Non avete avuto figli: hai dei rimpianti?
«Non più. Non è che non ci abbiamo provato. Ho tentato con la fecondazione assistita, con le punture di ormoni. Nulla. E la via dell’adozione era troppo complessa dal punto di vista burocratico. Ma ho un sacco di “figli” cui sono vicina e do consigli: sono i fan che mi scrivono».


Nel libro dici che potresti lasciare il mondo della musica: è così?

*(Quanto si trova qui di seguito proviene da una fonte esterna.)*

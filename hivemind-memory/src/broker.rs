//! Message broker contract and an in-process reference implementation.
//!
//! The real deployment hangs this off NATS or similar; the subsystem
//! only relies on publish, subscribe, and a health probe. Delivery is
//! at-least-once: duplicate events are tolerated downstream.

use async_trait::async_trait;
use dashmap::DashMap;
use std::collections::HashMap;
use tokio::sync::broadcast;
use tokio_stream::wrappers::errors::BroadcastStreamRecvError;
use tokio_stream::wrappers::BroadcastStream;
use tokio_stream::StreamExt;

use crate::error::MemoryError;

/// Topic carrying serialized [`crate::event::MemoryEvent`]s.
pub const TOPIC_MEMORY_EVENTS: &str = "memory.events";
/// Reserved for future snapshot shipping.
pub const TOPIC_MEMORY_SNAPSHOTS: &str = "memory.snapshots";
/// Reserved for future conflict reporting.
pub const TOPIC_MEMORY_CONFLICTS: &str = "memory.conflicts";

pub const HEADER_NODE_ID: &str = "node_id";
pub const HEADER_MEMORY_ID: &str = "memory_id";
pub const HEADER_USER_ID: &str = "user_id";
/// Set to `"true"` on force-sync events for broker-side routing.
pub const HEADER_SYNC_REQUEST: &str = "sync_request";

/// A message as delivered to subscribers.
#[derive(Debug, Clone)]
pub struct BrokerMessage {
    pub topic: String,
    pub payload: Vec<u8>,
    pub headers: HashMap<String, String>,
}

/// Stream of messages for one topic subscription.
pub type BrokerStream =
    std::pin::Pin<Box<dyn futures::Stream<Item = Result<BrokerMessage, MemoryError>> + Send>>;

/// Minimal broker contract the memory subsystem depends on.
#[async_trait]
pub trait MessageBroker: Send + Sync {
    async fn publish(
        &self,
        topic: &str,
        payload: Vec<u8>,
        headers: HashMap<String, String>,
    ) -> Result<(), MemoryError>;

    async fn subscribe(&self, topic: &str) -> Result<BrokerStream, MemoryError>;

    async fn health_check(&self) -> Result<(), MemoryError>;
}

/// In-process broker over tokio broadcast channels. Reference
/// implementation for tests and single-process deployments.
pub struct InProcessBroker {
    topics: DashMap<String, broadcast::Sender<BrokerMessage>>,
    capacity: usize,
}

impl InProcessBroker {
    pub fn new() -> Self {
        Self::with_capacity(1024)
    }

    pub fn with_capacity(capacity: usize) -> Self {
        Self {
            topics: DashMap::new(),
            capacity,
        }
    }

    fn sender(&self, topic: &str) -> broadcast::Sender<BrokerMessage> {
        self.topics
            .entry(topic.to_string())
            .or_insert_with(|| broadcast::channel(self.capacity).0)
            .clone()
    }
}

impl Default for InProcessBroker {
    fn default() -> Self {
        Self::new()
    }
}

#[async_trait]
impl MessageBroker for InProcessBroker {
    async fn publish(
        &self,
        topic: &str,
        payload: Vec<u8>,
        headers: HashMap<String, String>,
    ) -> Result<(), MemoryError> {
        let message = BrokerMessage {
            topic: topic.to_string(),
            payload,
            headers,
        };
        // A send error only means no subscriber is listening yet, which
        // matches broker semantics for a topic with no consumers.
        let _ = self.sender(topic).send(message);
        Ok(())
    }

    async fn subscribe(&self, topic: &str) -> Result<BrokerStream, MemoryError> {
        let receiver = self.sender(topic).subscribe();
        let stream = BroadcastStream::new(receiver).map(|item| match item {
            Ok(message) => Ok(message),
            Err(BroadcastStreamRecvError::Lagged(skipped)) => Err(MemoryError::Broker {
                message: format!("subscriber lagged, {skipped} messages dropped"),
            }),
        });
        Ok(Box::pin(stream))
    }

    async fn health_check(&self) -> Result<(), MemoryError> {
        Ok(())
    }
}

#[cfg(test)]
mod tests {
    use super::*;

    #[tokio::test]
    async fn publish_reaches_subscriber_with_headers() {
        let broker = InProcessBroker::new();
        let mut stream = broker.subscribe(TOPIC_MEMORY_EVENTS).await.unwrap();

        let mut headers = HashMap::new();
        headers.insert(HEADER_NODE_ID.to_string(), "node-a".to_string());
        broker
            .publish(TOPIC_MEMORY_EVENTS, b"payload".to_vec(), headers)
            .await
            .unwrap();

        let message = stream.next().await.unwrap().unwrap();
        assert_eq!(message.topic, TOPIC_MEMORY_EVENTS);
        assert_eq!(message.payload, b"payload");
        assert_eq!(message.headers.get(HEADER_NODE_ID).unwrap(), "node-a");
    }

    #[tokio::test]
    async fn publish_without_subscribers_succeeds() {
        let broker = InProcessBroker::new();
        broker
            .publish(TOPIC_MEMORY_EVENTS, b"dropped".to_vec(), HashMap::new())
            .await
            .unwrap();
    }

    #[tokio::test]
    async fn topics_are_isolated() {
        let broker = InProcessBroker::new();
        let mut events = broker.subscribe(TOPIC_MEMORY_EVENTS).await.unwrap();
        let mut snapshots = broker.subscribe(TOPIC_MEMORY_SNAPSHOTS).await.unwrap();

        broker
            .publish(TOPIC_MEMORY_SNAPSHOTS, b"snap".to_vec(), HashMap::new())
            .await
            .unwrap();

        let message = snapshots.next().await.unwrap().unwrap();
        assert_eq!(message.payload, b"snap");

        broker
            .publish(TOPIC_MEMORY_EVENTS, b"evt".to_vec(), HashMap::new())
            .await
            .unwrap();
        let message = events.next().await.unwrap().unwrap();
        assert_eq!(message.payload, b"evt");
    }
}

«Dopo la partecipazione all’ultimo Festival di Sanremo con Ditonellapiaga, la nostra canzone Chimica ha vinto il disco di platino; sono stata in cima alla classifiche estive con Faccio da me, in coppia con Tancredi. Insomma, sono ancora in vetta: sarebbe il momento giusto per lasciare».

Due anni fa, proprio mentre iniziava la pandemia, scopristi di avere un tumore.
«Si, al seno. Uno choc. La prima cosa che ho pensato è stata che non avrei potuto lasciare Claudio e i nostri amati cani, che per me sono come angeli. Per fortuna è stato preso in tempo, ma sono cambiata, dentro e fuori».